UNA HISTORIA VIOLENTA
Afortunadamente, la lucha ideológica se está equilibrando. La funa chilena y el escrache argentino lo hacen tanto la izquierda como la derecha. Acaso Milei sea el ejemplo más preclaro del “populismo libertario”, bello oxímoron que le ha robado los formatos al peronismo más descamisado. Y en Perú la cosa es parecida. En la era de la protesta perpetua, la única ley que impera es la ley de la calle. Y la calle es de todos, como suele suceder.
La autopista digital también juega su partido. Las nuevas manifestaciones ya no solo implican marchar y protestar, armar pancartas y plantones. Ahora también se viralizan ataques, se apana digitalmente y se trolea a mansalva. Se bloquea, se invisibiliza y se manda la portátil digital. Se ‘hashtaguea’ de madrugada, se arma un pogromo 2.0 o se forja una denuncia de acoso virtual. Se llama a boicotear programas o anunciantes de canales. Se conmina a apagar la TV o la laptop. Se exhorta a no comprar un determinado producto, a no ir a una tienda particular o hasta a no ver a un determinado periodista.

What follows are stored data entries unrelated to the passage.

//! Error taxonomy of the KMS client.

use reqwest::StatusCode;

/// Everything that can go wrong between the gateway and the KMS.
///
/// The client never retries; callers translate these into JSON-RPC
/// server errors. [`KmsError::Api`] keeps the KMS `code`/`message` pair
/// so it can travel in the error `data` field.
#[derive(Debug, thiserror::Error)]
pub enum KmsError {
    #[error("kms transport error: {0}")]
    Transport(#[from] reqwest::Error),

    #[error("failed to encode sign request: {0}")]
    Encode(#[from] serde_json::Error),

    #[error("kms rejected the request: {message} (code {code})")]
    Api { code: i64, message: String },

    #[error("kms returned unexpected status {0}")]
    Status(StatusCode),

    #[error("kms signature must be 65 bytes, got {0}")]
    SignatureLength(usize),

    #[error("kms signature is not valid hex: {0}")]
    SignatureHex(#[from] hex::FromHexError),

    #[error("signing task {task_id} failed: {reason}")]
    TaskFailed { task_id: String, reason: String },

    #[error("signing task {task_id} was rejected: {reason}")]
    TaskRejected { task_id: String, reason: String },

    #[error("signing task {task_id} reported an unrecognized status")]
    UnexpectedTaskStatus { task_id: String },

    #[error("signing task {task_id} completed without a result payload")]
    MissingTaskResult { task_id: String },

    #[error("timed out waiting for signing task {task_id}")]
    TaskTimeout { task_id: String },

    #[error("sign data is not valid UTF-8, PLAIN encoding cannot carry it")]
    NonUtf8PlainData,
}
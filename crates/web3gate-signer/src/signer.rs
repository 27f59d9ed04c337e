//! Signer variants and `(r, s, v)` reassembly.

use alloy_primitives::{Address, B256, U256};
use alloy_signer::SignerSync;
use alloy_signer_local::PrivateKeySigner;
use std::sync::Arc;
use web3gate_kms::{DataEncoding, KmsClient};
use web3gate_types::transaction::TxSignature;
use web3gate_types::{SignedTransaction, TransferSummary, TypedTransaction};

use crate::error::SignerError;

/// A signing capability bound to one key and one chain id.
///
/// The variants differ only in where the 32-byte digest gets signed:
/// remotely by the MPC-KMS or in-process by a local wallet. The local
/// variant has no approval workflow, so display summaries are accepted
/// and dropped.
#[derive(Debug, Clone)]
pub enum Signer {
    Kms(KmsSigner),
    Local(LocalSigner),
}

/// Remote signer backed by one KMS key.
#[derive(Debug, Clone)]
pub struct KmsSigner {
    client: Arc<KmsClient>,
    key_id: String,
    address: Address,
    chain_id: U256,
}

impl KmsSigner {
    /// `address` is the Ethereum address of the KMS-held key, taken
    /// from configuration: the KMS API never exposes the public key.
    pub fn new(client: Arc<KmsClient>, key_id: impl Into<String>, address: Address, chain_id: U256) -> Self {
        KmsSigner {
            client,
            key_id: key_id.into(),
            address,
            chain_id,
        }
    }

    pub fn key_id(&self) -> &str {
        &self.key_id
    }
}

/// In-process wallet signer used by tests and development configs.
#[derive(Debug, Clone)]
pub struct LocalSigner {
    wallet: PrivateKeySigner,
    chain_id: U256,
}

impl LocalSigner {
    pub fn new(wallet: PrivateKeySigner, chain_id: U256) -> Self {
        LocalSigner { wallet, chain_id }
    }

    pub fn random(chain_id: U256) -> Self {
        LocalSigner {
            wallet: PrivateKeySigner::random(),
            chain_id,
        }
    }
}

impl Signer {
    pub fn address(&self) -> Address {
        match self {
            Signer::Kms(signer) => signer.address,
            Signer::Local(signer) => signer.wallet.address(),
        }
    }

    pub fn chain_id(&self) -> U256 {
        match self {
            Signer::Kms(signer) => signer.chain_id,
            Signer::Local(signer) => signer.chain_id,
        }
    }

    /// Signs a raw 32-byte digest, returning `r‖s‖v` with `v ∈ {0, 1}`.
    pub async fn sign_digest(&self, digest: B256) -> Result<[u8; 65], SignerError> {
        match self {
            Signer::Kms(signer) => Ok(signer.client.sign(&signer.key_id, &digest.0).await?),
            Signer::Local(signer) => local_sign(signer, digest),
        }
    }

    /// Signs a transaction with no approval-UI summary.
    pub async fn sign_transaction(
        &self,
        tx: &TypedTransaction,
    ) -> Result<SignedTransaction, SignerError> {
        self.sign_transaction_with_summary(tx, None).await
    }

    /// Signs a transaction, attaching `summary` to the KMS request when
    /// the backend supports it.
    ///
    /// The caller's transaction is never mutated: signing works on a
    /// copy, stamps the signer address as `from` and pins the chain id
    /// before computing the digest. The summary only decorates the
    /// approval UI and has no influence on the signed bytes.
    pub async fn sign_transaction_with_summary(
        &self,
        tx: &TypedTransaction,
        summary: Option<TransferSummary>,
    ) -> Result<SignedTransaction, SignerError> {
        let mut tx = tx.clone();
        tx.set_from(self.address());
        tx.set_chain_id(self.chain_id());
        let digest = tx.signing_hash();

        let raw = match self {
            Signer::Kms(signer) => {
                signer
                    .client
                    .sign_with_options(&signer.key_id, &digest.0, DataEncoding::Hex, summary, None)
                    .await?
            }
            Signer::Local(signer) => local_sign(signer, digest)?,
        };

        let signature = assemble_signature(&raw, &tx)?;
        tracing::debug!(
            from = %tx.from(),
            tx_type = tx.tx_type(),
            nonce = tx.nonce(),
            "assembled transaction signature"
        );
        Ok(SignedTransaction { tx, signature })
    }
}

fn local_sign(signer: &LocalSigner, digest: B256) -> Result<[u8; 65], SignerError> {
    let signature = signer.wallet.sign_hash_sync(&digest)?;
    let mut raw = [0u8; 65];
    raw[..32].copy_from_slice(&signature.r().to_be_bytes::<32>());
    raw[32..64].copy_from_slice(&signature.s().to_be_bytes::<32>());
    raw[64] = signature.v() as u8;
    Ok(raw)
}

/// Folds raw `r‖s‖v` bytes onto a transaction.
///
/// The recovery byte must be 0 or 1. Legacy transactions get the
/// EIP-155 fold `v = raw_v + 35 + 2·chain_id` (or the pre-155
/// `raw_v + 27` when the chain id is zero); typed transactions keep the
/// raw parity. The arithmetic stays in `U256` so oversized chain ids
/// cannot wrap.
fn assemble_signature(raw: &[u8; 65], tx: &TypedTransaction) -> Result<TxSignature, SignerError> {
    let mut r = [0u8; 32];
    let mut s = [0u8; 32];
    r.copy_from_slice(&raw[..32]);
    s.copy_from_slice(&raw[32..64]);
    let raw_v = raw[64];
    if raw_v > 1 {
        return Err(SignerError::RecoveryId(raw_v));
    }

    let v = match tx {
        TypedTransaction::Legacy(legacy) if legacy.chain_id.is_zero() => {
            U256::from(raw_v as u64 + 27)
        }
        TypedTransaction::Legacy(legacy) => {
            U256::from(raw_v as u64 + 35) + legacy.chain_id + legacy.chain_id
        }
        TypedTransaction::AccessList(_) | TypedTransaction::DynamicFee(_) => {
            U256::from(raw_v as u64)
        }
    };

    Ok(TxSignature {
        v,
        r: TxSignature::scalar_bytes(&r),
        s: TxSignature::scalar_bytes(&s),
    })
}
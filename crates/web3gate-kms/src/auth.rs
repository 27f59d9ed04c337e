//! HMAC-SHA256 request authentication.
//!
//! Each outbound call carries `Authorization: MPC-KMS {access_key_id}:{sig}`
//! where `sig` is the base64 HMAC-SHA256, keyed with the shared secret,
//! over the canonical string
//!
//! ```text
//! METHOD \n Content-SHA256 \n Content-Type \n Date
//! ```
//!
//! `Content-SHA256` is the base64 SHA-256 of the exact body bytes (the
//! empty body for GETs) and `Date` is RFC 1123 in GMT.

use base64::engine::general_purpose::STANDARD as BASE64;
use base64::Engine;
use chrono::{DateTime, Utc};
use hmac::{Hmac, Mac};
use sha2::{Digest, Sha256};
use std::fmt;

type HmacSha256 = Hmac<Sha256>;

/// Authentication scheme name on the `Authorization` header.
pub const SCHEME: &str = "MPC-KMS";

/// Content type assumed when a request does not set one explicitly.
pub const DEFAULT_CONTENT_TYPE: &str = "application/json";

/// The KMS access key pair. The secret never leaves this struct: it is
/// excluded from `Debug` output and only consumed by the HMAC.
#[derive(Clone)]
pub struct Credentials {
    access_key_id: String,
    secret_key: String,
}

impl Credentials {
    pub fn new(access_key_id: impl Into<String>, secret_key: impl Into<String>) -> Self {
        Credentials {
            access_key_id: access_key_id.into(),
            secret_key: secret_key.into(),
        }
    }

    pub fn access_key_id(&self) -> &str {
        &self.access_key_id
    }

    /// Builds the `Authorization` header value for a canonical string.
    pub fn authorization(&self, canonical: &str) -> String {
        let mut mac = HmacSha256::new_from_slice(self.secret_key.as_bytes())
            .expect("HMAC accepts keys of any length");
        mac.update(canonical.as_bytes());
        let signature = BASE64.encode(mac.finalize().into_bytes());
        format!("{SCHEME} {}:{signature}", self.access_key_id)
    }
}

impl fmt::Debug for Credentials {
    fn fmt(&self, f: &mut fmt::Formatter<'_>) -> fmt::Result {
        f.debug_struct("Credentials")
            .field("access_key_id", &self.access_key_id)
            .field("secret_key", &"<redacted>")
            .finish()
    }
}

/// Base64 SHA-256 of the request body bytes.
pub fn content_sha256(body: &[u8]) -> String {
    BASE64.encode(Sha256::digest(body))
}

/// RFC 1123 date in GMT, e.g. `Mon, 02 Jan 2006 15:04:05 GMT`.
pub fn http_date(at: DateTime<Utc>) -> String {
    at.format("%a, %d %b %Y %H:%M:%S GMT").to_string()
}

/// The four-line string fed to the HMAC.
pub fn canonical_string(
    method: &str,
    content_sha256: &str,
    content_type: &str,
    date: &str,
) -> String {
    format!("{method}\n{content_sha256}\n{content_type}\n{date}")
}

#[cfg(test)]
mod tests {
    use super::*;
    use chrono::TimeZone;

    #[test]
    fn test_empty_body_digest_constant() {
        assert_eq!(
            content_sha256(b""),
            "47DEQpj8HBSa+/TImW+5JCeuQeRkm5NMpJWZG3hSuFU="
        );
    }

    #[test]
    fn test_http_date_format() {
        let at = Utc.with_ymd_and_hms(2006, 1, 2, 15, 4, 5).unwrap();
        assert_eq!(http_date(at), "Mon, 02 Jan 2006 15:04:05 GMT");
    }

    #[test]
    fn test_canonical_string_layout() {
        let canonical = canonical_string(
            "POST",
            "47DEQpj8HBSa+/TImW+5JCeuQeRkm5NMpJWZG3hSuFU=",
            DEFAULT_CONTENT_TYPE,
            "Mon, 02 Jan 2006 15:04:05 GMT",
        );
        let lines: Vec<&str> = canonical.split('\n').collect();
        assert_eq!(lines.len(), 4);
        assert_eq!(lines[0], "POST");
        assert_eq!(lines[2], "application/json");
    }

    #[test]
    fn test_authorization_header_shape() {
        let credentials = Credentials::new("ak-test", "sk-test");
        let header = credentials.authorization("POST\nx\napplication/json\ny");
        let rest = header.strip_prefix("MPC-KMS ak-test:").unwrap();
        // The signature is the base64 of a 32-byte MAC.
        let mac = BASE64.decode(rest).unwrap();
        assert_eq!(mac.len(), 32);
    }

    #[test]
    fn test_authorization_is_deterministic_and_keyed() {
        let credentials = Credentials::new("ak", "secret-a");
        let first = credentials.authorization("canonical");
        let second = credentials.authorization("canonical");
        assert_eq!(first, second);

        let other_key = Credentials::new("ak", "secret-b");
        assert_ne!(first, other_key.authorization("canonical"));
    }

    #[test]
    fn test_debug_redacts_secret() {
        let credentials = Credentials::new("ak", "super-secret");
        let formatted = format!("{credentials:?}");
        assert!(!formatted.contains("super-secret"));
        assert!(formatted.contains("<redacted>"));
    }
}
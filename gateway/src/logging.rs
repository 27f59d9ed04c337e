//! Tracing subscriber setup driven by the `log` config section.

use tracing_subscriber::layer::SubscriberExt;
use tracing_subscriber::util::SubscriberInitExt;
use tracing_subscriber::EnvFilter;

use crate::config::{LogConfig, LogFormat, LogLevel};

/// Installs the global subscriber. An explicit `RUST_LOG` wins over the
/// configured level so operators can raise verbosity per target without
/// touching the config file.
pub fn init(config: &LogConfig) {
    let default_directive = match config.level {
        LogLevel::Debug => "debug",
        LogLevel::Info => "info",
        LogLevel::Warn => "warn",
        LogLevel::Error | LogLevel::Fatal => "error",
    };
    let filter =
        EnvFilter::try_from_default_env().unwrap_or_else(|_| EnvFilter::new(default_directive));
    let registry = tracing_subscriber::registry().with(filter);
    match config.format {
        LogFormat::Json => registry
            .with(tracing_subscriber::fmt::layer().json())
            .init(),
        LogFormat::Text => registry.with(tracing_subscriber::fmt::layer()).init(),
    }
}
impl LegacyTx {
    fn fields_payload_length(&self) -> usize {
        self.nonce.length()
            + self.gas_price.length()
            + self.gas.length()
            + to_field_length(&self.to)
            + self.value.length()
            + self.input.length()
    }

    fn encode_fields(&self, out: &mut dyn alloy_rlp::BufMut) {
        self.nonce.encode(out);
        self.gas_price.encode(out);
        self.gas.encode(out);
        encode_to_field(&self.to, out);
        self.value.encode(out);
        self.input.encode(out);
    }

    fn signing_payload(&self) -> Vec<u8> {
        let mut payload = self.fields_payload_length();
        if !self.chain_id.is_zero() {
            // EIP-155: chain id plus two empty placeholders.
            payload += self.chain_id.length() + 2;
        }
        let mut buf = Vec::with_capacity(alloy_rlp::length_of_length(payload) + payload);
        Header {
            list: true,
            payload_length: payload,
        }
        .encode(&mut buf);
        self.encode_fields(&mut buf);
        if !self.chain_id.is_zero() {
            self.chain_id.encode(&mut buf);
            buf.push(EMPTY_STRING_CODE);
            buf.push(EMPTY_STRING_CODE);
        }
        buf
    }

    fn encode_signed(&self, signature: &TxSignature) -> Vec<u8> {
        let payload = self.fields_payload_length() + signature.payload_length();
        let mut buf = Vec::with_capacity(alloy_rlp::length_of_length(payload) + payload);
        Header {
            list: true,
            payload_length: payload,
        }
        .encode(&mut buf);
        self.encode_fields(&mut buf);
        signature.encode_fields(&mut buf);
        buf
    }
}

/// An EIP-2930 transaction (type 0x01).
#[derive(Debug, Clone, PartialEq, Eq, Default)]
pub struct AccessListTx {
    pub from: Address,
    pub chain_id: U256,
    pub nonce: u64,
    pub gas_price: u64,
    pub gas: u64,
    pub to: Option<Address>,
    pub value: U256,
    pub input: Bytes,
    pub access_list: AccessList,
}

impl AccessListTx {
    fn fields_payload_length(&self) -> usize {
        self.chain_id.length()
            + self.nonce.length()
            + self.gas_price.length()
            + self.gas.length()
            + to_field_length(&self.to)
            + self.value.length()
            + self.input.length()
            + self.access_list.length()
    }

    fn encode_fields(&self, out: &mut dyn alloy_rlp::BufMut) {
        self.chain_id.encode(out);
        self.nonce.encode(out);
        self.gas_price.encode(out);
        self.gas.encode(out);
        encode_to_field(&self.to, out);
        self.value.encode(out);
        self.input.encode(out);
        self.access_list.encode(out);
    }
}
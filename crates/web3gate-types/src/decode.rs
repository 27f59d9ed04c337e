//! Decoding of Ethereum JSON-RPC parameter objects.
//!
//! Intercepted methods carry their transaction as either a bare object
//! or a one-element array. All quantities arrive as `0x`-prefixed hex
//! strings; a bare `0x` means zero. The transaction family is selected
//! by field presence: any dynamic-fee field makes it EIP-1559, an
//! access list without fee fields makes it EIP-2930, anything else is
//! legacy.

use alloy_primitives::{Address, Bytes, B256, U256};
use once_cell::sync::Lazy;
use regex::Regex;
use serde_json::value::RawValue;
use serde_json::{Map, Value};

use crate::transaction::{
    AccessList, AccessListEntry, AccessListTx, DynamicFeeTx, LegacyTx, TypedTransaction,
};

static ADDRESS_REGEX: Lazy<Regex> =
    Lazy::new(|| Regex::new(r"^0x[0-9a-fA-F]{40}$").expect("valid address regex"));

/// Decoder failures; each carries enough context to point at the
/// offending field. All of them surface as `-32602` invalid params.
#[derive(Debug, thiserror::Error)]
pub enum TxDecodeError {
    #[error("params must be a transaction object or a one-element array")]
    Shape,
    #[error("missing required field `{0}`")]
    MissingField(&'static str),
    #[error("invalid `{field}`: {reason}")]
    Field { field: &'static str, reason: String },
}

impl TxDecodeError {
    fn field(field: &'static str, reason: impl Into<String>) -> Self {
        TxDecodeError::Field {
            field,
            reason: reason.into(),
        }
    }
}

fn string_field<'a>(
    object: &'a Map<String, Value>,
    field: &'static str,
) -> Result<Option<&'a str>, TxDecodeError> {
    match object.get(field) {
        None | Some(Value::Null) => Ok(None),
        Some(Value::String(s)) => Ok(Some(s)),
        Some(other) => Err(TxDecodeError::field(
            field,
            format!("expected a string, got {other}"),
        )),
    }
}

fn strip_hex_prefix<'a>(field: &'static str, raw: &'a str) -> Result<&'a str, TxDecodeError> {
    raw.strip_prefix("0x")
        .ok_or_else(|| TxDecodeError::field(field, "missing 0x prefix"))
}

fn parse_quantity_u256(field: &'static str, raw: &str) -> Result<U256, TxDecodeError> {
    let digits = strip_hex_prefix(field, raw)?;
    if digits.is_empty() {
        // "0x" on its own is zero.
        return Ok(U256::ZERO);
    }
    U256::from_str_radix(digits, 16)
        .map_err(|e| TxDecodeError::field(field, format!("not a hex quantity: {e}")))
}

fn parse_quantity_u64(field: &'static str, raw: &str) -> Result<u64, TxDecodeError> {
    let digits = strip_hex_prefix(field, raw)?;
    if digits.is_empty() {
        return Ok(0);
    }
    u64::from_str_radix(digits, 16)
        .map_err(|e| TxDecodeError::field(field, format!("not a hex quantity: {e}")))
}

/// Strict address grammar: lowercase `0x` followed by exactly 40 hex
/// digits. Also used to validate configured signer addresses.
pub fn parse_address(field: &'static str, raw: &str) -> Result<Address, TxDecodeError> {
    if !ADDRESS_REGEX.is_match(raw) {
        return Err(TxDecodeError::field(
            field,
            "expected 0x followed by 40 hex digits",
        ));
    }
    let bytes = hex::decode(&raw[2..]).map_err(|e| TxDecodeError::field(field, e.to_string()))?;
    Ok(Address::from_slice(&bytes))
}

fn parse_bytes(field: &'static str, raw: &str) -> Result<Bytes, TxDecodeError> {
    let digits = strip_hex_prefix(field, raw)?;
    hex::decode(digits)
        .map(Bytes::from)
        .map_err(|e| TxDecodeError::field(field, format!("not hex data: {e}")))
}

fn quantity_u256(
    object: &Map<String, Value>,
    field: &'static str,
) -> Result<Option<U256>, TxDecodeError> {
    string_field(object, field)?
        .map(|raw| parse_quantity_u256(field, raw))
        .transpose()
}

fn quantity_u64(
    object: &Map<String, Value>,
    field: &'static str,
) -> Result<Option<u64>, TxDecodeError> {
    string_field(object, field)?
        .map(|raw| parse_quantity_u64(field, raw))
        .transpose()
}

fn address_field(
    object: &Map<String, Value>,
    field: &'static str,
) -> Result<Option<Address>, TxDecodeError> {
    string_field(object, field)?
        .map(|raw| parse_address(field, raw))
        .transpose()
}

/// `data` and `input` are interchangeable; when both are present they
/// must agree.
fn input_field(object: &Map<String, Value>) -> Result<Bytes, TxDecodeError> {
    let input = string_field(object, "input")?
        .map(|raw| parse_bytes("input", raw))
        .transpose()?;
    let data = string_field(object, "data")?
        .map(|raw| parse_bytes("data", raw))
        .transpose()?;
    match (input, data) {
        (Some(input), Some(data)) if input != data => Err(TxDecodeError::field(
            "input",
            "`data` and `input` are both present and differ",
        )),
        (Some(input), _) => Ok(input),
        (None, Some(data)) => Ok(data),
        (None, None) => Ok(Bytes::new()),
    }
}

fn access_list_field(object: &Map<String, Value>) -> Result<Option<AccessList>, TxDecodeError> {
    let raw = match object.get("accessList") {
        None | Some(Value::Null) => return Ok(None),
        Some(Value::Array(entries)) => entries,
        Some(other) => {
            return Err(TxDecodeError::field(
                "accessList",
                format!("expected an array, got {other}"),
            ))
        }
    };
    let mut entries = Vec::with_capacity(raw.len());
    for value in raw {
        let entry = value.as_object().ok_or_else(|| {
            TxDecodeError::field("accessList", "entries must be objects")
        })?;
        let address = address_field(entry, "address")?
            .ok_or(TxDecodeError::MissingField("accessList.address"))?;
        let mut storage_keys = Vec::new();
        if let Some(keys) = entry.get("storageKeys").filter(|v| !v.is_null()) {
            let keys = keys.as_array().ok_or_else(|| {
                TxDecodeError::field("storageKeys", "expected an array")
            })?;
            for key in keys {
                let key = key.as_str().ok_or_else(|| {
                    TxDecodeError::field("storageKeys", "keys must be hex strings")
                })?;
                let bytes = parse_bytes("storageKeys", key)?;
                if bytes.len() != 32 {
                    return Err(TxDecodeError::field(
                        "storageKeys",
                        format!("expected 32 bytes, got {}", bytes.len()),
                    ));
                }
                storage_keys.push(B256::from_slice(&bytes));
            }
        }
        entries.push(AccessListEntry {
            address,
            storage_keys,
        });
    }
    Ok(Some(AccessList(entries)))
}

fn params_object(params: &RawValue) -> Result<Map<String, Value>, TxDecodeError> {
    let value: Value = serde_json::from_str(params.get()).map_err(|_| TxDecodeError::Shape)?;
    match value {
        Value::Object(object) => Ok(object),
        Value::Array(mut items) => match items.first() {
            Some(Value::Object(_)) => match items.remove(0) {
                Value::Object(object) => Ok(object),
                _ => Err(TxDecodeError::Shape),
            },
            _ => Err(TxDecodeError::Shape),
        },
        _ => Err(TxDecodeError::Shape),
    }
}

/// Decodes the params of `eth_signTransaction`/`eth_sendTransaction`
/// into a typed transaction.
///
/// `gas` is required. `nonce` and `value` default to zero, the payload
/// defaults to empty, and an absent or null `to` selects contract
/// creation. A `chainId` field is honored when present but the signer
/// pins the effective chain id before hashing.
pub fn decode_transaction(params: &RawValue) -> Result<TypedTransaction, TxDecodeError> {
    let object = params_object(params)?;

    let from = address_field(&object, "from")?.unwrap_or(Address::ZERO);
    let to = address_field(&object, "to")?;
    let gas = quantity_u64(&object, "gas")?.ok_or(TxDecodeError::MissingField("gas"))?;
    let nonce = quantity_u64(&object, "nonce")?.unwrap_or(0);
    let value = quantity_u256(&object, "value")?.unwrap_or(U256::ZERO);
    let input = input_field(&object)?;
    let chain_id = quantity_u256(&object, "chainId")?.unwrap_or(U256::ZERO);

    let max_fee_per_gas = quantity_u256(&object, "maxFeePerGas")?;
    let max_priority_fee_per_gas = quantity_u256(&object, "maxPriorityFeePerGas")?;
    let access_list = access_list_field(&object)?;

    if max_fee_per_gas.is_some() || max_priority_fee_per_gas.is_some() {
        return Ok(TypedTransaction::DynamicFee(DynamicFeeTx {
            from,
            chain_id,
            nonce,
            max_priority_fee_per_gas: max_priority_fee_per_gas.unwrap_or(U256::ZERO),
            max_fee_per_gas: max_fee_per_gas.unwrap_or(U256::ZERO),
            gas,
            to,
            value,
            input,
            access_list: access_list.unwrap_or_default(),
        }));
    }

    let gas_price = quantity_u64(&object, "gasPrice")?.unwrap_or(0);
    if let Some(access_list) = access_list {
        return Ok(TypedTransaction::AccessList(AccessListTx {
            from,
            chain_id,
            nonce,
            gas_price,
            gas,
            to,
            value,
            input,
            access_list,
        }));
    }

    Ok(TypedTransaction::Legacy(LegacyTx {
        from,
        nonce,
        gas_price,
        gas,
        to,
        value,
        input,
        chain_id,
    }))
}

/// Decodes the `[address, data]` params of `eth_sign`. Length rules on
/// `data` are enforced by the caller.
pub fn decode_sign_params(params: &RawValue) -> Result<(Address, Bytes), TxDecodeError> {
    let value: Value = serde_json::from_str(params.get()).map_err(|_| TxDecodeError::Shape)?;
    let items = value.as_array().ok_or(TxDecodeError::Shape)?;
    let [address, data] = items.as_slice() else {
        return Err(TxDecodeError::field(
            "params",
            "expected [address, data]",
        ));
    };
    let address = address
        .as_str()
        .ok_or_else(|| TxDecodeError::field("address", "expected a string"))
        .and_then(|raw| parse_address("address", raw))?;
    let data = data
        .as_str()
        .ok_or_else(|| TxDecodeError::field("data", "expected a string"))
        .and_then(|raw| parse_bytes("data", raw))?;
    Ok((address, data))
}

Y, sobre todo, se cancela culturalmente a los rivales políticos, sea como sea.
Pero no es que la vieja cachetada en el supermercado se haya ido. Cada cierto tiempo vuelve el tradicional escupitajo a Nixon, el insulto en la cola o el conchatumadre en el café. Quizás porque, si hablamos de las acciones violentas, estas llevan ya décadas en nuestra cadena genética familiar. Habría que remontarnos a las peleas a ‘pirulazo’ limpio y manopla entre ‘búfalos’ (APRA), ‘coyotes’ (Acción Popular), ‘chitos’ (PPC), sin dejar de lado a los matones odriístas, los ‘rábanos’ y los ‘rojos’ de Construcción Civil del siglo pasado. Como hace casi cien años, la violencia partidaria se siente en las calles y los políticos van presos sin sentencia.